Note 2: This section will be updated in real time. You will also discover my new prints (Last updated: 10.07.2016). We have chosen to present the prints in groups of fifteen; simply click on the arrows to the left or right of the group presented on the screen to advance or return to the next or previous group. Clicking on any of the small images will bring up the image of the print in a larger format with a complete description of the work. You can, at this stage, click again on the image to show it in full screen.
« With the exception of my first 12 etchings and engravings executed while I was still studying in the United States, my intaglio prints were made in the early 70s, after I arrived in Paris and joined the Atelier 17 of S.W. Hayter. Under the sharp and watchful eye of the "Master", there was an exciting creative, constructive emulation among the other printmakers from different international backgrounds. My lithographs were made, for the most part, in the early 80's at the University of Massachusetts in Amherst and Holy Cross College, where I had developed a department dedicated to this technique. »

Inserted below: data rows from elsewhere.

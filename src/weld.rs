//! Vertex welding: collapse bit-identical vertices of a primitive into shared
//! indices.

use std::fmt;

use gltf::json::{
    self,
    buffer::Target,
    mesh::{Mode, Semantic},
    validation::Checked,
    Index,
};
use hashbrown::HashTable;
use serde::{Deserialize, Serialize};
use tracing::{debug, info, warn};
use xxhash_rust::xxh3::Xxh3;

use crate::{
    accessor::{AccessorView, IndexWidth},
    bounds,
    document::{Document, StagedAccessor, Staging},
    error::{Error, FailureCounts, Result},
    extensions,
    progress::{Event, Progress},
};

#[derive(Debug, Clone, Copy, PartialEq, Eq, Serialize, Deserialize)]
#[serde(default, deny_unknown_fields)]
pub struct WeldOptions {
    /// Re-weld primitives that already carry an index accessor.
    pub overwrite: bool,
    /// Fail a primitive on an out-of-range index instead of dropping the face
    /// that holds it.
    pub strict: bool,
}

impl Default for WeldOptions {
    fn default() -> Self {
        Self {
            overwrite: true,
            strict: false,
        }
    }
}

#[derive(Debug, Clone, Default, PartialEq, Eq)]
pub struct WeldReport {
    pub primitives: usize,
    pub welded: usize,
    pub skipped: usize,
    pub vertices_before: usize,
    pub vertices_after: usize,
    /// Indices dropped because they addressed a vertex past the end.
    pub dropped_indices: usize,
    pub failures: FailureCounts,
}

impl fmt::Display for WeldReport {
    fn fmt(&self, f: &mut fmt::Formatter<'_>) -> fmt::Result {
        writeln!(
            f,
            "Welded {} of {} primitives: {} -> {} vertices",
            self.welded, self.primitives, self.vertices_before, self.vertices_after
        )?;
        if self.dropped_indices > 0 {
            writeln!(f, "Dropped {} out-of-range indices", self.dropped_indices)?;
        }
        if self.failures.total() > 0 {
            writeln!(f, "Failed primitives: {}", self.failures)?;
        }
        Ok(())
    }
}

#[derive(Debug, Clone, Copy, PartialEq, Eq)]
pub enum Outcome {
    Skipped(&'static str),
    /// Already welded with the narrowest index width.
    Unchanged,
    Welded {
        before: usize,
        after: usize,
        dropped: usize,
    },
}

/// Welds every primitive of every mesh. Failures are local to the primitive.
pub fn weld(
    doc: &mut Document,
    options: &WeldOptions,
    progress: &mut dyn Progress,
) -> Result<WeldReport> {
    const STAGE: &str = "weld";
    let mut report = WeldReport::default();
    let meshes = doc.root.meshes.len();

    for m in 0..meshes {
        let message = format!("Mesh {}/{meshes}", m + 1);
        progress.report(&Event::new(STAGE, &message).fraction(m as f64 / meshes as f64));

        for p in 0..doc.root.meshes[m].primitives.len() {
            report.primitives += 1;
            match weld_primitive(doc, m, p, options) {
                Ok(Outcome::Welded {
                    before,
                    after,
                    dropped,
                }) => {
                    report.welded += 1;
                    report.vertices_before += before;
                    report.vertices_after += after;
                    report.dropped_indices += dropped;
                }
                Ok(Outcome::Unchanged) => {}
                Ok(Outcome::Skipped(reason)) => {
                    debug!(mesh = m, primitive = p, reason, "weld skipped");
                    report.skipped += 1;
                }
                Err(err) => {
                    warn!(mesh = m, primitive = p, "weld failed: {err}");
                    let details = err.to_string();
                    progress.report(&Event::new(STAGE, "primitive skipped").details(&details));
                    report.failures.record(&err);
                }
            }
        }
    }

    progress.report(&Event::new(STAGE, "done").fraction(1.0));
    info!(
        welded = report.welded,
        before = report.vertices_before,
        after = report.vertices_after,
        "welding finished"
    );
    Ok(report)
}

/// Raw per-vertex records of every attribute and morph-target stream.
struct VertexStream<'a> {
    views: Vec<AccessorView<'a>>,
}

impl VertexStream<'_> {
    fn hash(&self, vertex: usize) -> u64 {
        let mut hasher = Xxh3::new();
        for view in &self.views {
            hasher.update(view.element(vertex).unwrap_or_default());
        }
        hasher.digest()
    }

    fn equal(&self, a: usize, b: usize) -> bool {
        self.views
            .iter()
            .all(|view| view.element(a) == view.element(b))
    }
}

/// Where a rebuilt stream goes back into the primitive.
#[derive(Debug, Clone)]
enum Slot {
    Attribute(Checked<Semantic>),
    Morph(usize, Semantic),
}

/// Keeps whole faces of list modes; other modes lose single indices.
fn face_size(mode: Mode) -> usize {
    match mode {
        Mode::Triangles => 3,
        Mode::Lines => 2,
        _ => 1,
    }
}

/// Drops every face holding an index `>= vertex_count`.
fn drop_out_of_range(
    indices: Vec<u32>,
    vertex_count: usize,
    mode: Mode,
    strict: bool,
) -> Result<(Vec<u32>, usize)> {
    let valid = |index: &u32| (*index as usize) < vertex_count;
    if indices.iter().all(valid) {
        return Ok((indices, 0));
    }
    if strict {
        return Err(Error::Structural(format!(
            "index stream addresses vertices past {vertex_count}"
        )));
    }
    let size = face_size(mode);
    let kept: Vec<u32> = indices
        .chunks(size)
        .filter(|face| face.len() == size && face.iter().all(valid))
        .flatten()
        .copied()
        .collect();
    let dropped = indices.len() - kept.len();
    Ok((kept, dropped))
}

pub fn weld_primitive(
    doc: &mut Document,
    mesh: usize,
    primitive: usize,
    options: &WeldOptions,
) -> Result<Outcome> {
    let source = doc
        .root
        .meshes
        .get(mesh)
        .and_then(|m| m.primitives.get(primitive))
        .ok_or_else(|| Error::Structural(format!("mesh {mesh} primitive {primitive} missing")))?;

    let mode = match source.mode {
        Checked::Valid(mode) => mode,
        Checked::Invalid => return Err(Error::UnsupportedFormat("unknown draw mode".into())),
    };
    if mode == Mode::Points {
        return Ok(Outcome::Skipped("point cloud"));
    }
    if source.indices.is_some() && !options.overwrite {
        return Ok(Outcome::Skipped("already indexed"));
    }
    if extensions::draco_buffer_view(source).is_some() {
        return Ok(Outcome::Skipped("compressed"));
    }

    let position = source
        .attributes
        .get(&Checked::Valid(Semantic::Positions))
        .copied()
        .ok_or_else(|| Error::Structural("primitive has no POSITION".into()))?;
    let vertex_count = AccessorView::resolve(doc, position)?.count();
    if vertex_count == 0 {
        return Ok(Outcome::Skipped("empty"));
    }

    let mut slots = Vec::new();
    let mut views = Vec::new();
    let mut sources = Vec::new();
    let morphs = source.targets.iter().flatten().enumerate().flat_map(|(t, target)| {
        [
            (Semantic::Positions, target.positions),
            (Semantic::Normals, target.normals),
            (Semantic::Tangents, target.tangents),
        ]
        .into_iter()
        .filter_map(move |(semantic, accessor)| Some((Slot::Morph(t, semantic), accessor?)))
    });
    let streams = source
        .attributes
        .iter()
        .map(|(semantic, &accessor)| (Slot::Attribute(semantic.clone()), accessor))
        .chain(morphs);
    for (slot, accessor) in streams {
        let view = AccessorView::resolve(doc, accessor)?;
        if view.count() != vertex_count {
            return Err(Error::Structural(format!(
                "accessor {} holds {} elements for {vertex_count} vertices",
                accessor.value(),
                view.count()
            )));
        }
        slots.push(slot);
        views.push(view);
        sources.push(accessor);
    }

    let (indices, current_width) = match source.indices {
        Some(accessor) => {
            let view = AccessorView::resolve(doc, accessor)?;
            let width = IndexWidth::of(view.format().component);
            (view.read_indices()?, width)
        }
        None => ((0..vertex_count as u32).collect(), None),
    };
    let (indices, dropped) = drop_out_of_range(indices, vertex_count, mode, options.strict)?;
    if indices.is_empty() {
        if dropped > 0 {
            return Err(Error::Structural(format!(
                "every face addresses vertices past {vertex_count}"
            )));
        }
        return Ok(Outcome::Skipped("no faces"));
    }

    let stream = VertexStream { views };
    let mut table: HashTable<u32> =
        HashTable::with_capacity((vertex_count + vertex_count / 4).next_power_of_two());
    let mut remap = vec![u32::MAX; vertex_count];
    let mut welded = 0u32;
    for &index in &indices {
        let vertex = index as usize;
        if remap[vertex] != u32::MAX {
            continue;
        }
        let hash = stream.hash(vertex);
        match table.find(hash, |&other| stream.equal(other as usize, vertex)) {
            Some(&canonical) => remap[vertex] = remap[canonical as usize],
            None => {
                table.insert_unique(hash, index, |&other| stream.hash(other as usize));
                remap[vertex] = welded;
                welded += 1;
            }
        }
    }
    let after = welded as usize;

    let width = IndexWidth::for_vertex_count(after);
    let identity = remap.iter().enumerate().all(|(i, &to)| to as usize == i);
    if identity && dropped == 0 && current_width == Some(width) {
        return Ok(Outcome::Unchanged);
    }

    let mut staging = Staging::new();
    let remapped: Vec<u32> = indices.iter().map(|&i| remap[i as usize]).collect();
    staging.stage(
        StagedAccessor::new(width.encode(&remapped), width.format(), remapped.len())
            .target(Target::ElementArrayBuffer),
    );

    for ((slot, view), &accessor) in slots.iter().zip(&stream.views).zip(&sources) {
        let element = view.width();
        let mut data = vec![0u8; after * element];
        let mut written = vec![false; after];
        for &index in &indices {
            let to = remap[index as usize] as usize;
            if written[to] {
                continue;
            }
            written[to] = true;
            if let Some(bytes) = view.element(index as usize) {
                data[to * element..(to + 1) * element].copy_from_slice(bytes);
            }
        }

        let mut staged = StagedAccessor::new(data, view.format(), after);
        let is_position = matches!(slot, Slot::Attribute(Checked::Valid(Semantic::Positions)));
        staged = if is_position {
            match bounds::vec3_bounds(staged.data.chunks(element)) {
                Some(b) => {
                    let (min, max) = bounds::to_json(b);
                    staged.bounds(Some(min), Some(max))
                }
                None => staged,
            }
        } else {
            let original = &doc.root.accessors[accessor.value()];
            let (min, max) = (original.min.clone(), original.max.clone());
            staged.bounds(min, max)
        };
        if matches!(slot, Slot::Attribute(_)) {
            staged = staged.target(Target::ArrayBuffer);
        }
        staging.stage(staged);
    }
    drop(stream);

    let committed = staging.commit(doc);
    let primitive = &mut doc.root.meshes[mesh].primitives[primitive];
    primitive.indices = committed.first().copied();
    for (slot, &accessor) in slots.into_iter().zip(&committed[1..]) {
        match slot {
            Slot::Attribute(semantic) => {
                primitive.attributes.insert(semantic, accessor);
            }
            Slot::Morph(t, semantic) => {
                if let Some(target) = primitive.targets.as_mut().and_then(|targets| targets.get_mut(t)) {
                    let field = match semantic {
                        Semantic::Positions => &mut target.positions,
                        Semantic::Normals => &mut target.normals,
                        _ => &mut target.tangents,
                    };
                    *field = Some(accessor);
                }
            }
        }
    }

    Ok(Outcome::Welded {
        before: vertex_count,
        after,
        dropped,
    })
}

/// Element count of the primitive's POSITION accessor.
pub fn vertex_count(doc: &Document, primitive: &json::mesh::Primitive) -> Result<usize> {
    let position = primitive
        .attributes
        .get(&Checked::Valid(Semantic::Positions))
        .copied()
        .ok_or_else(|| Error::Structural("primitive has no POSITION".into()))?;
    Ok(AccessorView::resolve(doc, position)?.count())
}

This section has to date 64 etchings and engravings, 5 lithographs and 4 linocuts, made over 32 years, between 1970 (No. of C.R. 13) and 2002 (No. of C.R.129a).
Etching is a technique widely used in the art of printmaking. After covering the metal plate with a varnish or acid-resist, the artist realises his drawing using various pointed tools, thereby exposing the metal where it penetrates the varnish. Once completed, the plate is then subjected to the corrosive action of the acid, which will create the etched parts (intaglio) of the composition. The varnish is then removed with a solvent and ink is rubbed into the plate. The excess ink is carefully removed, leaving the ink only in the etched areas. The plate is then covered by a sheet of moistened paper and covered with felts. Pressure from the rollers of the press on the sheet complete the transfer of ink from the plate to paper.

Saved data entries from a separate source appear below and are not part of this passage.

//! Old → new index maps and the single place that rewrites cross-references.
//!
//! Every pass that removes elements builds a [Remap] per affected array and
//! hands them to [GraphRemap::apply], which validates, rewrites every index
//! field of the graph and finally compacts the arrays in a stable order.

use gltf::json::{self, Index};
use hashbrown::HashMap;

use crate::{
    document::Document,
    error::{Error, Result},
    extensions,
};

/// Dense old → new index table over one array.
#[derive(Debug, Clone, PartialEq, Eq)]
pub struct Remap {
    targets: Vec<Option<u32>>,
    survives: Vec<bool>,
}

impl Remap {
    pub fn identity(len: usize) -> Self {
        Self::from_kept(&vec![true; len])
    }

    /// Keeps every element flagged in `kept`, in order.
    pub fn from_kept(kept: &[bool]) -> Self {
        let mut next = 0u32;
        let targets = kept
            .iter()
            .map(|&keep| {
                keep.then(|| {
                    next += 1;
                    next - 1
                })
            })
            .collect();
        Self {
            targets,
            survives: kept.to_vec(),
        }
    }

    /// Removes every key of `duplicates` and sends it to its canonical
    /// element's new index. Chains (`a → b → c`) are followed.
    pub fn from_duplicates(len: usize, duplicates: &HashMap<usize, usize>) -> Result<Self> {
        let survives: Vec<bool> = (0..len).map(|i| !duplicates.contains_key(&i)).collect();
        let mut remap = Self::from_kept(&survives);
        for (&duplicate, &canonical) in duplicates {
            let mut canonical = canonical;
            let mut hops = 0;
            while let Some(&next) = duplicates.get(&canonical) {
                canonical = next;
                hops += 1;
                if hops > len {
                    return Err(Error::Structural(format!(
                        "duplicate chain from element {duplicate} does not terminate"
                    )));
                }
            }
            if duplicate >= len || canonical >= len {
                return Err(Error::Structural(format!(
                    "duplicate {duplicate} -> {canonical} outside array of {len}"
                )));
            }
            remap.targets[duplicate] = remap.targets[canonical];
        }
        Ok(remap)
    }

    pub fn len(&self) -> usize {
        self.targets.len()
    }

    pub fn is_empty(&self) -> bool {
        self.targets.is_empty()
    }

    pub fn get(&self, old: usize) -> Option<usize> {
        self.targets.get(old).copied().flatten().map(|new| new as usize)
    }

    pub fn get_index<T>(&self, old: Index<T>) -> Option<Index<T>> {
        self.get(old.value()).map(|new| Index::new(new as u32))
    }

    /// Whether element `old` stays in the compacted array.
    pub fn survives(&self, old: usize) -> bool {
        self.survives.get(old).copied().unwrap_or(false)
    }

    /// Number of elements compaction drops.
    pub fn removed(&self) -> usize {
        self.survives.iter().filter(|&&keep| !keep).count()
    }

    pub fn is_identity(&self) -> bool {
        self.removed() == 0
    }

    /// Drops non-surviving elements, preserving the order of the rest.
    pub fn compact<T>(&self, items: &mut Vec<T>) {
        let mut position = 0;
        items.retain(|_| {
            position += 1;
            self.survives(position - 1)
        });
    }
}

Lithography is a printing technique that was invented by the German Alois Senefelder in 1796. This method exploits the incompatibility between water and fat on a flat surface of a limestone. This surface allows for a very flexible and direct manner of drawing. The artist executes his design on the stone using crayons and lithographic inks. A chemical preparation made of nitric acid and gum arabic fixes the drawing onto the stone. Then the stone is moistened and finally inked with a roller. The ink then only adheres to the oily drawn surfaces. For reasons of convenience, a plate of zinc or aluminium can replace the stone.
Linocut first appeared in the early twentieth century and is a technique close to the woodcut. The artist performs a preparatory drawing on a linoleum plate. He then digs out the whites ( "reserves") in the composition as "relief printing" in etching ). The inked roller will only affect the raised portions. As a result the colored areas are homogeneous. Gouges are the basic and ideal tools for this technique as with the wood-engraving process; the advantage in linocut is it's facility and flexibility of execution. The number of prints are often limited because of it's soft surface (linoleum - flooring is a powdered cork based agglomerate).